Data records
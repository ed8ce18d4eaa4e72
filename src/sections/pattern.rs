//! Common pattern section - detects well-known weak substrings.

use secrecy::{ExposeSecret, SecretString};
use super::SectionResult;

/// Lowercase substrings that make a password predictable.
const COMMON_PATTERNS: &[&str] = &["123", "abc", "qwe", "password", "admin"];

pub const COMMON_PATTERN: &str = "Avoid common patterns and words";

/// Penalizes passwords containing (case-insensitive) a common pattern.
pub fn common_pattern_section(password: &SecretString) -> SectionResult {
    let lowered = password.expose_secret().to_lowercase();
    if COMMON_PATTERNS.iter().any(|p| lowered.contains(p)) {
        return SectionResult::penalty(COMMON_PATTERN);
    }
    SectionResult::pass()
}
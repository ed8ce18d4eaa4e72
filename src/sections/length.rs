//! Length section - minimum length feedback and long-password bonus.

use secrecy::{ExposeSecret, SecretString};
use super::SectionResult;
use crate::types::MIN_LENGTH;

/// Length from which a password earns the length bonus.
const LONG_LENGTH: usize = 12;

pub const TOO_SHORT: &str = "Password must be at least 8 characters long";

/// Checks the password length.
///
/// # Returns
/// - feedback without penalty if shorter than the minimum
/// - `+1` if at least 12 characters long
/// - nothing in between
pub fn length_section(password: &SecretString) -> SectionResult {
    let len = password.expose_secret().chars().count();
    if len < MIN_LENGTH {
        return SectionResult {
            delta: 0,
            feedback: vec![TOO_SHORT.to_string()],
        };
    }
    if len >= LONG_LENGTH {
        return SectionResult {
            delta: 1,
            feedback: Vec::new(),
        };
    }
    SectionResult::pass()
}
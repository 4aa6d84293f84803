//! Content type catalogue
//!
//! Each content type maps to exactly one template with a single
//! [`USER_PROMPT_SLOT`]. Templates are plain data; adding a content type means
//! adding an entry to [`CATALOGUE`] and nothing else.

use std::fmt;

/// Substitution point for the user's free-text prompt
pub const USER_PROMPT_SLOT: &str = "{user_prompt}";

/// Grouping used by front ends when listing content types
#[derive(Debug, Clone, Copy, PartialEq, Eq, Hash)]
pub enum Category {
    CharactersAndLore,
    Scenes,
    Projects,
}

impl Category {
    pub fn label(&self) -> &'static str {
        match self {
            Self::CharactersAndLore => "Characters & Lore",
            Self::Scenes => "Scenes",
            Self::Projects => "Projects",
        }
    }
}

impl fmt::Display for Category {
    fn fmt(&self, f: &mut fmt::Formatter<'_>) -> fmt::Result {
        f.write_str(self.label())
    }
}

/// One entry of the catalogue
#[derive(Debug, Clone, Copy, PartialEq, Eq)]
pub struct ContentType {
    pub id: &'static str,
    pub display_name: &'static str,
    /// One-line summary with the usual length
    pub description: &'static str,
    /// A prompt that shows what a good request looks like
    pub example: &'static str,
    pub category: Category,
    /// Subdirectory of the output directory results are saved under
    pub subdir: &'static str,
    pub template: &'static str,
}

impl ContentType {
    /// Substitute the user prompt into the template's slot
    pub fn fill(&self, user_prompt: &str) -> String {
        self.template.replacen(USER_PROMPT_SLOT, user_prompt, 1)
    }
}

/// Look up a content type by identifier
pub fn lookup(id: &str) -> Option<&'static ContentType> {
    CATALOGUE.iter().find(|c| c.id == id)
}

/// Every known content type identifier, in catalogue order
pub fn identifiers() -> impl Iterator<Item = &'static str> {
    CATALOGUE.iter().map(|c| c.id)
}

pub static CATALOGUE: &[ContentType] = &[
    ContentType {
        id: "character",
        display_name: "Character Profile",
        description: "Full character profile: background, personality, skills, appearance and voice. Around 800 to 1200 words.",
        example: "Dwarf engineer in her forties, gruff but kind, lost her forge to a fire and wants to earn back her guild seat",
        category: Category::CharactersAndLore,
        subdir: "characters",
        template: CHARACTER,
    },
    ContentType {
        id: "magic",
        display_name: "Magic System",
        description: "Magic system with its source, rules, costs, progression and effect on society. Around 1000 to 1500 words.",
        example: "Magic drawn from the caster's own lifespan; every spell ages them, and the church hunts those who use it",
        category: Category::CharactersAndLore,
        subdir: "magic_systems",
        template: MAGIC,
    },
    ContentType {
        id: "science",
        display_name: "Science / Technology System",
        description: "Speculative technology with a plausible foundation, limits and consequences. Around 1000 to 1500 words.",
        example: "Faster-than-light travel through paired gates that take decades to build, so only empires can afford them",
        category: Category::CharactersAndLore,
        subdir: "science_systems",
        template: SCIENCE,
    },
    ContentType {
        id: "artifact",
        display_name: "Artifact or Relic",
        description: "Legendary item with its origin, powers, drawbacks and the trail of owners it left. Around 600 to 800 words.",
        example: "A sword that grants flawless swordsmanship but slowly replaces the wielder's memories with its maker's",
        category: Category::CharactersAndLore,
        subdir: "artifacts",
        template: ARTIFACT,
    },
    ContentType {
        id: "culture",
        display_name: "Culture",
        description: "Species or faction: society, beliefs, customs, economy and conflicts. Around 1200 to 1500 words.",
        example: "Nomads of a salt desert who farm dew with glass towers and pass leadership down the mother's line",
        category: Category::CharactersAndLore,
        subdir: "cultures",
        template: CULTURE,
    },
    ContentType {
        id: "relationships",
        display_name: "Relationship Map",
        description: "Web of relationships between several characters, with tensions and turning points. Around 800 to 1000 words.",
        example: "Five mercenaries: a mentor who sold out her student, two rival brothers and the outsider who keeps the peace",
        category: Category::CharactersAndLore,
        subdir: "relationships",
        template: RELATIONSHIPS,
    },
    ContentType {
        id: "concept",
        display_name: "Story Concept",
        description: "Complete concept document for a writing project: premise, cast, setting, arcs and themes. Around 2000 to 3000 words.",
        example: "Small-town autumn romance between a café owner and the reclusive writer who rents the room upstairs",
        category: Category::Projects,
        subdir: "concepts",
        template: CONCEPT,
    },
    ContentType {
        id: "scene-dialogue",
        display_name: "Dialogue Scene",
        description: "Conversation-driven scene carried by subtext and emotion. Around 500 to 800 words.",
        example: "Two former lovers meet again at a friend's wedding while a storm traps every guest inside",
        category: Category::Scenes,
        subdir: "scenes",
        template: SCENE_DIALOGUE,
    },
    ContentType {
        id: "scene-combat",
        display_name: "Combat Scene",
        description: "Action sequence with clear choreography and rising stakes. Around 600 to 1000 words.",
        example: "Duel on the deck of a burning ship; the hero is outmatched but buying time for escaping prisoners",
        category: Category::Scenes,
        subdir: "scenes",
        template: SCENE_COMBAT,
    },
    ContentType {
        id: "scene-general",
        display_name: "General Scene",
        description: "Narrative scene with setting, atmosphere and character development. Around 500 to 1000 words.",
        example: "An apprentice finds the hidden laboratory where her mentor has been running forbidden experiments",
        category: Category::Scenes,
        subdir: "scenes",
        template: SCENE_GENERAL,
    },
    ContentType {
        id: "scene-romance",
        display_name: "Romance Scene",
        description: "Romantic scene grounded in emotional connection and sensory detail. Around 800 to 1200 words.",
        example: "Two smugglers share a quiet night in a cramped cabin after barely surviving a customs raid",
        category: Category::Scenes,
        subdir: "scenes",
        template: SCENE_ROMANCE,
    },
    ContentType {
        id: "image-prompt",
        display_name: "Image Prompt",
        description: "Detailed prompt for an image generator covering subject, style, lighting and composition. Around 200 to 300 words.",
        example: "Street hacker with a neon mohawk and a patched leather jacket, lit by floating holographic screens",
        category: Category::Projects,
        subdir: "image_prompts",
        template: IMAGE_PROMPT,
    },
];

const CHARACTER: &str = "You are an expert writer building a character profile.

Create a complete character profile from this description:
{user_prompt}

Requirements:
- Basic information: full name, age, species or origin, appearance, role
- Personality: core traits, strengths, flaws, motivations, fears
- Background: birthplace, family, formative events, present situation
- Skills and abilities, including their limits
- Voice: speech patterns, mannerisms, emotional tells
- Arc potential and key relationships

Be specific and internally consistent.
Target length: 800-1200 words.

Character Profile:";

const MAGIC: &str = "You are an expert worldbuilder designing a magic system.

Design a complete magic system around this concept:
{user_prompt}

Requirements:
- Source of power and how practitioners access it
- Rules, costs and hard limits
- Schools, disciplines or tiers of mastery
- How society, law and religion respond to magic
- Notable practitioners and historical events
- Two or three story hooks the system creates

Costs and limits must be concrete enough to create conflict.
Target length: 1000-1500 words.

Magic System:";

const SCIENCE: &str = "You are a science fiction worldbuilder designing a technological system.

Design the technology described here:
{user_prompt}

Requirements:
- Underlying principle, explained plausibly
- Capabilities and known limitations
- Energy, materials and manufacturing constraints
- Who controls it and who is excluded
- Side effects, failure modes and accidents
- How daily life changed because of it

Target length: 1000-1500 words.

Technology System:";

const ARTIFACT: &str = "You are a fantasy writer designing a powerful artifact or relic.

Describe the artifact based on this idea:
{user_prompt}

Requirements:
- Name, appearance and materials
- Origin and maker
- Powers, activation and the price of using it
- Its history of owners and what became of them
- Current whereabouts and who is seeking it
- Legends that are false or only half true

Target length: 600-1000 words.

Artifact:";

const CULTURE: &str = "You are an expert worldbuilder describing a culture.

Describe the culture based on this premise:
{user_prompt}

Requirements:
- Geography and how it shaped the people
- Social structure, family and gender roles
- Beliefs, rituals and taboos
- Language, naming conventions and common sayings
- Food, clothing, art and architecture
- Relations with neighbouring peoples and current tensions

Target length: 1200-1800 words.

Culture:";

const RELATIONSHIPS: &str = "You are a narrative designer mapping relationships between characters.

Map the relationships in this cast:
{user_prompt}

Requirements:
- Each significant pair: how they met, what binds them, what divides them
- Power balance and how it is shifting
- Secrets one character keeps from another
- Likely turning points over the course of a story

Target length: 800-1200 words.

Relationship Map:";

const CONCEPT: &str = "You are a story developer writing a concept document for a full-length book.

Develop a story concept from this idea:
{user_prompt}

Requirements:
- Title, genre, intended audience and approximate length
- Premise in two or three sentences
- Protagonist: want, need, wound and arc
- Antagonistic force and what it wants
- Setting essentials
- Three-act outline with the major turning points
- Themes and the question the ending answers
- Prose style and point of view

Target length: 1500-2500 words.

Story Concept:";

const SCENE_DIALOGUE: &str = "You are a fiction writer crafting a dialogue-driven scene.

Write the scene described here:
{user_prompt}

Let subtext carry the conflict: characters rarely say exactly what they mean.
Give every speaker a distinct voice and keep dialogue tags simple.
Ground the conversation with small physical beats and setting details.
Target length: 1000-1500 words.

Scene:";

const SCENE_COMBAT: &str = "You are an action writer crafting a combat scene.

Write the fight described here:
{user_prompt}

Keep the choreography easy to follow and the stakes clear.
Use short sentences when the pace peaks and let the environment matter.
Show cost and consequence; nobody walks away untouched.
Target length: 1000-1500 words.

Scene:";

const SCENE_GENERAL: &str = "You are a versatile fiction writer crafting a narrative scene.

Write the scene described here:
{user_prompt}

Open in motion, stay in one point of view, and end on a change.
Use concrete sensory detail rather than summary.
Target length: 1000-1500 words.

Scene:";

const SCENE_ROMANCE: &str = "You are a romance writer crafting an emotionally charged scene.

Write the scene described here:
{user_prompt}

Build tension through what the characters notice about each other and what they hold back.
Keep both characters' agency and consent clear throughout.
Let the scene change the relationship in a way that cannot be undone.
Target length: 1000-1500 words.

Scene:";

const IMAGE_PROMPT: &str = "You are an expert at writing prompts for image generation models.

Write an image generation prompt for this subject:
{user_prompt}

Requirements:
- One dense paragraph of comma-separated descriptors
- Subject, pose, expression, clothing and props first
- Then setting, lighting, camera angle and art style
- Finish with a short negative prompt on its own line starting with 'Negative:'

Image Prompt:";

Activity
The reply should hold only the lines from the beginning of the listing to the line with "const COMMON_PATTERNS: &[&str]", both ends included, unchanged.

Reply to the task
repository ed8ce18d4eaa4e72
filename src/sections/pattern.rs
//! Common pattern section - detects well-known weak substrings.

use secrecy::{ExposeSecret, SecretString};
use super::SectionResult;

/// Lowercase substrings that make a password predictable.
const COMMON_PATTERNS: &[&str] = &["123", "abc", "qwe", "password", "admin"];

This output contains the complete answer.